Seven Stars Public House is a Grade II listed building in the South Hams local planning authority area, England. First listed on 23 October 1972. Public house. 2 related planning applications.
Seven Stars Public House
- WRENN ID
- hushed-finial-rye
- Grade
- II
- Local Planning Authority
- South Hams
- Country
- England
- Date first listed
- 23 October 1972
- Type
- Public house
- Source
- Historic England listing
Description
SX874510 673-1/8/6823/10/72
DARTMOUTH CHURCH CLOSE (South side) Seven Stars Public House
GII Includes: No.8 Seven Stars Public House SMITH STREET.
Public house, made by joining together two small houses, one onto Church Close and another onto Smith Street. Late C16/early C17 house onto Smith Street, probably C17 house onto Church Close, both with substantial later alterations. Mixed construction; stone rubble side walls, the western one apparently much rebuilt, and rest is plastered timber-framing, lightly blocked as ashlar; stacks with rendered chimneyshafts; slate roof.
PLAN: originally two houses, back to back: both were small houses end onto the street with stacks in their eastern party wall.

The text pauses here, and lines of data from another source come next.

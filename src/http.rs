//! JSON-over-HTTP calls with retry and exponential backoff.
//!
//! Shared by the embedding and generative-model providers:
//! - HTTP 429 (rate limited) and 5xx (server error) → retry
//! - HTTP 4xx (client error, not 429) → fail immediately
//! - Network errors (including timeouts) → retry
//! - Backoff: 1s, 2s, 4s, 8s, 16s, 32s (capped at 2^5)

use anyhow::{bail, Result};
use std::time::Duration;

/// Build a client whose every request is bounded by `timeout_secs`.
pub fn client_with_timeout(timeout_secs: u64) -> Result<reqwest::Client> {
    Ok(reqwest::Client::builder()
        .timeout(Duration::from_secs(timeout_secs))
        .build()?)
}

/// Delay before retry `attempt` (1-based).
pub fn backoff_delay(attempt: u32) -> Duration {
    Duration::from_secs(1 << (attempt.saturating_sub(1)).min(5))
}

/// POST `body` to `url` and return the parsed JSON response.
pub async fn post_json(
    client: &reqwest::Client,
    url: &str,
    bearer: Option<&str>,
    body: &serde_json::Value,
    max_retries: u32,
    label: &str,
) -> Result<serde_json::Value> {
    let mut last_err = None;

    for attempt in 0..=max_retries {
        if attempt > 0 {
            let delay = backoff_delay(attempt);
            tracing::debug!(%label, attempt, ?delay, "retrying request");
            tokio::time::sleep(delay).await;
        }

        let mut request = client
            .post(url)
            .header("Content-Type", "application/json")
            .json(body);
        if let Some(key) = bearer {
            request = request.header("Authorization", format!("Bearer {}", key));
        }

        match request.send().await {
            Ok(response) => {
                let status = response.status();

                if status.is_success() {
                    return Ok(response.json().await?);
                }

                // Rate limited or server error: retry
                if status.as_u16() == 429 || status.is_server_error() {
                    let body_text = response.text().await.unwrap_or_default();
                    last_err = Some(anyhow::anyhow!(
                        "{} API error {}: {}",
                        label,
                        status,
                        body_text
                    ));
                    continue;
                }

                let body_text = response.text().await.unwrap_or_default();
                bail!("{} API error {}: {}", label, status, body_text);
            }
            Err(e) => {
                let kind = if e.is_timeout() { "timed out" } else { "connection error" };
                last_err = Some(anyhow::anyhow!("{} {} ({}): {}", label, kind, url, e));
                continue;
            }
        }
    }

    Err(last_err.unwrap_or_else(|| anyhow::anyhow!("{} request failed after retries", label)))
}

#[cfg(test)]
mod tests {
    use super::*;

    #[test]
    fn backoff_doubles_and_caps() {
        assert_eq!(backoff_delay(1), Duration::from_secs(1));
        assert_eq!(backoff_delay(2), Duration::from_secs(2));
        assert_eq!(backoff_delay(4), Duration::from_secs(8));
        assert_eq!(backoff_delay(6), Duration::from_secs(32));
        assert_eq!(backoff_delay(20), Duration::from_secs(32));
    }

    #[tokio::test]
    async fn unreachable_host_fails_without_retries() {
        let client = client_with_timeout(2).unwrap();
        let err = post_json(
            &client,
            "http://127.0.0.1:9/none",
            None,
            &serde_json::json!({}),
            0,
            "Test",
        )
        .await
        .unwrap_err();
        assert!(err.to_string().starts_with("Test"));
    }
}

EXTERIOR: three storeys with attics; narrow one-window Church Close frontage is essentially late C18/early C19 with C20 alterations. Ground-floor windows are C20 casements with leaded diamond-pane effect (similar to the windows on the other two sides), that to left probably blocking the original doorway off Church Close. Canted bay above through first and second floors containing front pairs of twelve-pane sashes with narrow side four-pane sashes. Third-floor casement with truncated pyramid head under half-hipped end to the roof. Western side wall (to left) an irregular three-window range, all C20 windows, with C20 doorway left of centre (including a couple of architectural fragments from the church over the lintel). Narrow south front onto Smith Street: here end of right (eastern) side wall is exposed and corbels out to carry the deep first-floor jetty which indicates the survival of some of the late C16/early C17 fabric behind the plaster. Oak doorway to right is a late C16/early C17 low Tudor arch with chamfered surround and sunk spandrels. All C20 windows this side. Hipped roof on deep eaves with plastered soffit which is carried round the left end.
INTERIOR: Largely the result of C19 and C20 modernisations. There is a great deal of exposed timber on the ceilings, some of which has been introduced.